(Collected data entries)
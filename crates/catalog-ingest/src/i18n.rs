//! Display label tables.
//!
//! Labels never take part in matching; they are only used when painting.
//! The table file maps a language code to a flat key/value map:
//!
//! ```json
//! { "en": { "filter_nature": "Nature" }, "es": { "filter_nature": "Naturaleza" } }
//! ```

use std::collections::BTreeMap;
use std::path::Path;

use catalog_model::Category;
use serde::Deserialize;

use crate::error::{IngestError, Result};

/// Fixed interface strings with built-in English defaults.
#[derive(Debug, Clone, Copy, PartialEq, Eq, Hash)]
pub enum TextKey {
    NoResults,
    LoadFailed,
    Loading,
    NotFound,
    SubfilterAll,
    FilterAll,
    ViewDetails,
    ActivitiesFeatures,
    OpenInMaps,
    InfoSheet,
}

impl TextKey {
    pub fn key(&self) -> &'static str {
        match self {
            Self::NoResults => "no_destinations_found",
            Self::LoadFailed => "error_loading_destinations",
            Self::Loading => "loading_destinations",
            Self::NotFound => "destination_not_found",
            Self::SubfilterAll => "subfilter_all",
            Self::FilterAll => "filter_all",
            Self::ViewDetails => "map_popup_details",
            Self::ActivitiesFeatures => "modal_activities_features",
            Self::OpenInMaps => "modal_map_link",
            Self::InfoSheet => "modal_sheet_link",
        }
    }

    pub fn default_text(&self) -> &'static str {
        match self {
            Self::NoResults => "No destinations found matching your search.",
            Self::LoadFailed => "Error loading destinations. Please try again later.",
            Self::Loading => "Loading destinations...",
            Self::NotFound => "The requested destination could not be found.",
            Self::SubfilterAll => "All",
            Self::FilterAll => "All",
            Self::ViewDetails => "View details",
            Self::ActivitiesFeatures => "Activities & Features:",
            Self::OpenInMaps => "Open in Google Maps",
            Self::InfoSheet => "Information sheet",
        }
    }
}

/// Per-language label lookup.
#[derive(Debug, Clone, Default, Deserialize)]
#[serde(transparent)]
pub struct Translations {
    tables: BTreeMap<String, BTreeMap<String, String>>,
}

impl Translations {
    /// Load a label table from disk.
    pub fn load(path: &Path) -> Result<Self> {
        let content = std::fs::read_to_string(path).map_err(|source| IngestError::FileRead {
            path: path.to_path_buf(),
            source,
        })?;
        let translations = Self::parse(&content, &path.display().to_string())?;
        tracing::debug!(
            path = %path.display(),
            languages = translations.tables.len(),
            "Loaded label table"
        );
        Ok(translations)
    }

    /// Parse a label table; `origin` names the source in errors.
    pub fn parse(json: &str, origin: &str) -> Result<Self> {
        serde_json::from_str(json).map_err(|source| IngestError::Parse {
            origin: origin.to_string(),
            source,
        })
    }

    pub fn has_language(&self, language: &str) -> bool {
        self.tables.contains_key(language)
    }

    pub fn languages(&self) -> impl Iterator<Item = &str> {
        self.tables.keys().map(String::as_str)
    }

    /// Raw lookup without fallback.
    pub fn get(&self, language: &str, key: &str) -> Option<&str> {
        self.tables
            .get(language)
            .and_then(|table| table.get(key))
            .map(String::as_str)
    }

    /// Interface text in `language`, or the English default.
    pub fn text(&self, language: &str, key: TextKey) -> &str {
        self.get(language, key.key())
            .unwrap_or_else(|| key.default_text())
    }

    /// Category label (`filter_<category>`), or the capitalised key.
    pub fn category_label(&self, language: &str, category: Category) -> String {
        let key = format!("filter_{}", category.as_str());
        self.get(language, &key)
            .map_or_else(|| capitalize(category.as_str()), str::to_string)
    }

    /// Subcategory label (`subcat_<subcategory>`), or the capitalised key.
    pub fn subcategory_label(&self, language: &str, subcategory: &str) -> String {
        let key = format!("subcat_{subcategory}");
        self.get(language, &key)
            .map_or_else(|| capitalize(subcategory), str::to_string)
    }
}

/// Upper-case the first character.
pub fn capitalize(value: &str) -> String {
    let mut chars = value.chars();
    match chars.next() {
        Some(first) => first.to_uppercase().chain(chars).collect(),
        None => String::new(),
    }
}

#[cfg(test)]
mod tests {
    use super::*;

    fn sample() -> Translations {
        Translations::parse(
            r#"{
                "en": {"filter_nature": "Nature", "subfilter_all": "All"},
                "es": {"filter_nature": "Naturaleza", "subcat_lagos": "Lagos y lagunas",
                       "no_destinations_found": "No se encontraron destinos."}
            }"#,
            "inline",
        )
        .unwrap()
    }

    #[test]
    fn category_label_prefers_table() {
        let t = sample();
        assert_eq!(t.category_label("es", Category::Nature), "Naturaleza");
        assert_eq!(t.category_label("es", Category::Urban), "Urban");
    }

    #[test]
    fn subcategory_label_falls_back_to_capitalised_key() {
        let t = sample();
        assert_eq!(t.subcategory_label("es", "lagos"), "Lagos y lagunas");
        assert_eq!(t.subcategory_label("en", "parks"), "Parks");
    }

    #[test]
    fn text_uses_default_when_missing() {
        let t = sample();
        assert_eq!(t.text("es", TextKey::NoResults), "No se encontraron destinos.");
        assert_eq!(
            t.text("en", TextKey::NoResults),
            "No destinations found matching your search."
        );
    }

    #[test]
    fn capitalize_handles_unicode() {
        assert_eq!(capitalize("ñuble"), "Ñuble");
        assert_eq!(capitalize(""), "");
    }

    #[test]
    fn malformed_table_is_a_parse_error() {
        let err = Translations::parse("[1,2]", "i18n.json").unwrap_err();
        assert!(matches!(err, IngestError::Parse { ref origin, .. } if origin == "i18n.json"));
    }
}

## EXERCISE AIM
Go through the records above and copy every line holding the word "InfoSheet".

## ANSWER TO THIS PROBLEM
    InfoSheet,
            Self::InfoSheet => "modal_sheet_link",
            Self::InfoSheet => "Information sheet",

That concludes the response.